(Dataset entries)
────────
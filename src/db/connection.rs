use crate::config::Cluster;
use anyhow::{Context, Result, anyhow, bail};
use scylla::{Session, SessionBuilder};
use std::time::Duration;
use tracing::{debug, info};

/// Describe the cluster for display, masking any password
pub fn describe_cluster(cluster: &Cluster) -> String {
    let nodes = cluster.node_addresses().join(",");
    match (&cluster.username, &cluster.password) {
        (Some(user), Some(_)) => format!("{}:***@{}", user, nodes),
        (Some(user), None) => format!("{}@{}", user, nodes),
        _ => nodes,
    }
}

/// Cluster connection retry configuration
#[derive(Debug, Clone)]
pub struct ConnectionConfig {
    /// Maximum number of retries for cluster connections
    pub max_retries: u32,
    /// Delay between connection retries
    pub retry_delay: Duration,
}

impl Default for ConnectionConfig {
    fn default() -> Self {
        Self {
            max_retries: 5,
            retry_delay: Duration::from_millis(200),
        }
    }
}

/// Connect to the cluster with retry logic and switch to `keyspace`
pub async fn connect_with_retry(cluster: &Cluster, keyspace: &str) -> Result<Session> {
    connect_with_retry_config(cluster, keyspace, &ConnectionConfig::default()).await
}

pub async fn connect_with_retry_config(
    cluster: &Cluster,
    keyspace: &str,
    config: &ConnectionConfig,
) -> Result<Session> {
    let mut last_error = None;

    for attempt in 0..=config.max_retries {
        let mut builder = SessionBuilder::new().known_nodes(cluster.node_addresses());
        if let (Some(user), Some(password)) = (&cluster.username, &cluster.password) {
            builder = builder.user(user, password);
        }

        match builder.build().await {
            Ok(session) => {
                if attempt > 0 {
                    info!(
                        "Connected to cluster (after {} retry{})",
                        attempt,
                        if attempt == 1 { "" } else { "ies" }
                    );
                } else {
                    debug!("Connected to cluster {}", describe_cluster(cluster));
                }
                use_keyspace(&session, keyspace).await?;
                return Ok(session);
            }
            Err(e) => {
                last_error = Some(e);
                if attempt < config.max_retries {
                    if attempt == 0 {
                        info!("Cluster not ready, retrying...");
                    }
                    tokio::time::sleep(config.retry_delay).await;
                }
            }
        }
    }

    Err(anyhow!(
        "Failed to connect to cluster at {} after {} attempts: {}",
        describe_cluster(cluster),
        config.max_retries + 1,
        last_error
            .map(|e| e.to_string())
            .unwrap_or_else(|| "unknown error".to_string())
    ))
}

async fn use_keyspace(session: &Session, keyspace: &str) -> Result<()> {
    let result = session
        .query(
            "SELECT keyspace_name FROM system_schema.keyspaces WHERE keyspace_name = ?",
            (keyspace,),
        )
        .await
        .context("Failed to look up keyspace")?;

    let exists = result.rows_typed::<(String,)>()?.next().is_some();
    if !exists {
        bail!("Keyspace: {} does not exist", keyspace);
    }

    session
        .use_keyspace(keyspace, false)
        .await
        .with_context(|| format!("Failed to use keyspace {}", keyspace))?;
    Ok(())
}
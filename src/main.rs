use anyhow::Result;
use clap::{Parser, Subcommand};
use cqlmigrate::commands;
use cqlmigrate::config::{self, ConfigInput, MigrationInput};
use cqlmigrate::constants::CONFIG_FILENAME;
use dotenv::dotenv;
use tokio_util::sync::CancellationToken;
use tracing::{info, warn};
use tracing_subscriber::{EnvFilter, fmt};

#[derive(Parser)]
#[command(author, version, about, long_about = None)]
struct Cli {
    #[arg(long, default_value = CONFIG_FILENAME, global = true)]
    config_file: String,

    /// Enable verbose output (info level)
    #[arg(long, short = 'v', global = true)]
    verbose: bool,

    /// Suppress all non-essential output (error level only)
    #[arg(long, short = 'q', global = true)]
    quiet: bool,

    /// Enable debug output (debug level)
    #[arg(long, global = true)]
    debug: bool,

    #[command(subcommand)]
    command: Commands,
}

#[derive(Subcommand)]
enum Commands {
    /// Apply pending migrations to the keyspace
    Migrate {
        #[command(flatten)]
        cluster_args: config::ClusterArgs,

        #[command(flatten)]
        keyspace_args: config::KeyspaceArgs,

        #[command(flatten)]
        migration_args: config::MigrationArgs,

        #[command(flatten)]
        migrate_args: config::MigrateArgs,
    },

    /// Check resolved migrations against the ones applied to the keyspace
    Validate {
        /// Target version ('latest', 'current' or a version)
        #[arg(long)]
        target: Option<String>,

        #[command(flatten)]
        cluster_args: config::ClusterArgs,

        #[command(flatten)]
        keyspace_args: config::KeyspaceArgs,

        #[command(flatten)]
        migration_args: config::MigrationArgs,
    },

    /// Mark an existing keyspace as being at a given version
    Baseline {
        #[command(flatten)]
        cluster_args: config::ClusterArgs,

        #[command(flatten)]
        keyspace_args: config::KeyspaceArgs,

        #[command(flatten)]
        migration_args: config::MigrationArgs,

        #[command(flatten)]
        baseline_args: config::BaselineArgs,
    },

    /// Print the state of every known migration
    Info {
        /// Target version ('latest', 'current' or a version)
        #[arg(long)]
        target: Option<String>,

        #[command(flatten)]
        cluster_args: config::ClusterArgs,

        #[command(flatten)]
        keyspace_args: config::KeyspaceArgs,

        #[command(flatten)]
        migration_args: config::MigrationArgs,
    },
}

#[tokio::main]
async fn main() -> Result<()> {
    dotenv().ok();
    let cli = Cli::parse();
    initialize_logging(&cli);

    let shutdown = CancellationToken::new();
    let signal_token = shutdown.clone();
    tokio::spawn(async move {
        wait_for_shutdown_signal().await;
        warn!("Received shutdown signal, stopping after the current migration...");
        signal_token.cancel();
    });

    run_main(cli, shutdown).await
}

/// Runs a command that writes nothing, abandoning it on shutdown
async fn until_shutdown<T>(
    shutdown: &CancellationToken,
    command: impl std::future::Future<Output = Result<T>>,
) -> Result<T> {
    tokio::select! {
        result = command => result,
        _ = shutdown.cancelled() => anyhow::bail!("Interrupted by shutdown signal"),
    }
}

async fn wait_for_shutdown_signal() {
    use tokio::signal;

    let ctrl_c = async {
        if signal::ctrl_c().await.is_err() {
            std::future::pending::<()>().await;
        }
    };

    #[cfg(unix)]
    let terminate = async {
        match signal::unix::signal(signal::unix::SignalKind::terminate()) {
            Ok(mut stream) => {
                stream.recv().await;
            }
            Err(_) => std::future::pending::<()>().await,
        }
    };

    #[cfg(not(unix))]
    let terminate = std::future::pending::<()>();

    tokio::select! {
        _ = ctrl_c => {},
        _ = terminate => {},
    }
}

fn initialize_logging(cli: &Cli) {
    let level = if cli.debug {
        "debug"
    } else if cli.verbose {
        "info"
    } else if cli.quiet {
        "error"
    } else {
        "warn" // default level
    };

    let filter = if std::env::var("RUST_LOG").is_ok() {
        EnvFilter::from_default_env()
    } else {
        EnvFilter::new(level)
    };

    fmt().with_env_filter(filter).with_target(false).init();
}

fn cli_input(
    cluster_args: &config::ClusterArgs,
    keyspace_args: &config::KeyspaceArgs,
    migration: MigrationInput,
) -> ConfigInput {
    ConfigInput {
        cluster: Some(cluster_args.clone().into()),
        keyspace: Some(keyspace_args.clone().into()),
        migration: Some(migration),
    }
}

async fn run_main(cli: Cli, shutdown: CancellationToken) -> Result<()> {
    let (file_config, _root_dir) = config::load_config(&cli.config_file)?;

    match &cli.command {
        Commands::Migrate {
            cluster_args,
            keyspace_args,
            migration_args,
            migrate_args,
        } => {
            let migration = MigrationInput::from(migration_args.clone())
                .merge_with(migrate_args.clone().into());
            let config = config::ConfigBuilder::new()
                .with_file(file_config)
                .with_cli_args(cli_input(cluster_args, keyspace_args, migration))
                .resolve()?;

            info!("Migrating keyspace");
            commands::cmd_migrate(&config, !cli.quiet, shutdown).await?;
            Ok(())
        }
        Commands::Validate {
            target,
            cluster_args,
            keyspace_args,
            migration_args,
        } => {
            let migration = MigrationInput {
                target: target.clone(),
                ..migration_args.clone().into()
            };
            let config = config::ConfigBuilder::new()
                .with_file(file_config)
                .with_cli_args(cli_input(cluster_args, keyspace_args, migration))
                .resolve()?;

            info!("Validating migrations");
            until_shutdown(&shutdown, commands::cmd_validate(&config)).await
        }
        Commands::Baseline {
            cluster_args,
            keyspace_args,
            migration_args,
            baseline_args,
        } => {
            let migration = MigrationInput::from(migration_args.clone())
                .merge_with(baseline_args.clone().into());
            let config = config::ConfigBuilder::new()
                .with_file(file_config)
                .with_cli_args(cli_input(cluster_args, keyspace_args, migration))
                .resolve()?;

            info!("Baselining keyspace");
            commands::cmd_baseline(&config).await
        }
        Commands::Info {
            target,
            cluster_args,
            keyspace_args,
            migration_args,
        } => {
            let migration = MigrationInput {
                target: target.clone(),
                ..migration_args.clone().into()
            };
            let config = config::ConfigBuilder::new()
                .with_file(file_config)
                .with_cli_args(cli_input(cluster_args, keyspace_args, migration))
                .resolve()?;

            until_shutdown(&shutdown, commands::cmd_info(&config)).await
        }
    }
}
────────
WORK INSTRUCTION —
Where a line above includes "after", copy that line.

RESULT —
                        "Connected to cluster (after {} retry{})",
        "Failed to connect to cluster at {} after {} attempts: {}",
        warn!("Received shutdown signal, stopping after the current migration...");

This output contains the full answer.